The lines to be copied are those below that contain "ActiveSessionToken".

Records to use.
◆ ◆ ◆ ◆ ◆

use std::io::Write;
use std::path::Path;

use anyhow::Result;
use async_trait::async_trait;
use jobhive_core::read_yaml_file;
use jobhive_gateway::{JobSearch, Messenger};
use jobhive_schema::{JobListing, JobPage, UserId};

/// Job catalogue loaded from a YAML list, matched by title substring.
pub struct CatalogSearch {
    listings: Vec<JobListing>,
}

impl CatalogSearch {
    pub fn new(listings: Vec<JobListing>) -> Self {
        Self { listings }
    }

    pub fn load(path: &Path) -> Result<Self> {
        let listings: Vec<JobListing> = read_yaml_file(path)?;
        tracing::info!(path = %path.display(), count = listings.len(), "job catalogue loaded");
        Ok(Self::new(listings))
    }

    pub fn len(&self) -> usize {
        self.listings.len()
    }

    fn matching(&self, query: &str) -> Vec<&JobListing> {
        let needle = fold(query);
        self.listings
            .iter()
            .filter(|listing| fold(&listing.title).contains(&needle))
            .collect()
    }
}

/// Lowercase with French accents stripped, so "developpeur" finds "Développeur".
fn fold(text: &str) -> String {
    text.trim()
        .to_lowercase()
        .chars()
        .map(|c| match c {
            'à' | 'â' | 'ä' => 'a',
            'é' | 'è' | 'ê' | 'ë' => 'e',
            'î' | 'ï' => 'i',
            'ô' | 'ö' => 'o',
            'ù' | 'û' | 'ü' => 'u',
            'ç' => 'c',
            other => other,
        })
        .collect()
}

#[async_trait]
impl JobSearch for CatalogSearch {
    async fn search(&self, query: &str, offset: u32, limit: u32) -> Result<JobPage> {
        let matches = self.matching(query);
        let listings = matches
            .iter()
            .skip(offset as usize)
            .take(limit as usize)
            .map(|listing| (*listing).clone())
            .collect();
        Ok(JobPage {
            query: query.to_string(),
            offset,
            total: u32::try_from(matches.len()).unwrap_or(u32::MAX),
            listings,
        })
    }
}

/// Prints outbound messages to stdout for the local REPL.
pub struct ConsoleMessenger;

impl ConsoleMessenger {
    fn print(&self, text: &str) -> Result<()> {
        let mut out = std::io::stdout().lock();
        writeln!(out, "\n{text}")?;
        write!(out, "> ")?;
        out.flush()?;
        Ok(())
    }
}

pub fn render_page(page: &JobPage) -> String {
    if page.listings.is_empty() {
        return if page.offset == 0 {
            format!("Aucune offre trouvée pour « {} ». Essayez un autre intitulé.", page.query)
        } else {
            "Il n'y a pas d'autres offres pour cette recherche.".to_string()
        };
    }

    let mut lines = vec![format!(
        "Offres pour « {} » ({}-{} sur {}) :",
        page.query,
        page.offset + 1,
        page.offset as usize + page.listings.len(),
        page.total
    )];
    for listing in &page.listings {
        let mut line = format!("• {} chez {}", listing.title, listing.company);
        if let Some(location) = &listing.location {
            line.push_str(&format!(" ({location})"));
        }
        if let Some(url) = &listing.url {
            line.push_str(&format!("\n  {url}"));
        }
        lines.push(line);
    }
    if page.has_more() {
        lines.push("Répondez « voir plus » pour la suite.".to_string());
    }
    lines.join("\n")
}

#[async_trait]
impl Messenger for ConsoleMessenger {
    async fn send_welcome(&self, _user_id: &UserId) -> Result<()> {
        self.print("Bienvenue ! Je vous aide à trouver un emploi. Quel poste recherchez-vous ?")
    }

    async fn send_prompt(&self, _user_id: &UserId) -> Result<()> {
        self.print("Quel intitulé de poste recherchez-vous ?")
    }

    async fn send_results(&self, _user_id: &UserId, page: &JobPage) -> Result<()> {
        self.print(&render_page(page))
    }
}
use std::sync::Arc;
use std::time::Duration;

use anyhow::Result;
use jobhive_memory::KeyValueStore;
use jobhive_schema::UserId;

pub const ACTIVE_SESSION_KEY_PREFIX: &str = "active_session:";
const PRESENT: &str = "1";

pub fn active_session_key(user_id: &UserId) -> String {
    format!("{ACTIVE_SESSION_KEY_PREFIX}{user_id}")
}

/// Presence-only liveness marker per user.
///
/// Its absence is the only signal that a conversation has lapsed; whatever
/// context row may still exist for the user is then void.
#[derive(Clone)]
pub struct ActiveSessionToken {
    store: Arc<dyn KeyValueStore>,
    ttl: Duration,
}

impl ActiveSessionToken {
    pub fn new(store: Arc<dyn KeyValueStore>, ttl: Duration) -> Self {
        Self { store, ttl }
    }

    pub async fn is_active(&self, user_id: &UserId) -> Result<bool> {
        Ok(self.store.get(&active_session_key(user_id)).await?.is_some())
    }

    /// Sets the marker, resetting its TTL if it already exists.
    pub async fn mark_active(&self, user_id: &UserId) -> Result<()> {
        self.store
            .set(&active_session_key(user_id), PRESENT, self.ttl)
            .await
    }

    /// Refreshes the marker and reports whether it was present beforehand.
    pub async fn touch(&self, user_id: &UserId) -> Result<bool> {
        let was_active = self.is_active(user_id).await?;
        self.mark_active(user_id).await?;
        Ok(was_active)
    }

    pub async fn remaining(&self, user_id: &UserId) -> Result<Option<Duration>> {
        self.store.ttl(&active_session_key(user_id)).await
    }

    pub async fn revoke(&self, user_id: &UserId) -> Result<bool> {
        self.store.delete(&active_session_key(user_id)).await
    }
}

◆ ◆ ◆ ◆ ◆

Written answer.
pub struct ActiveSessionToken {
impl ActiveSessionToken {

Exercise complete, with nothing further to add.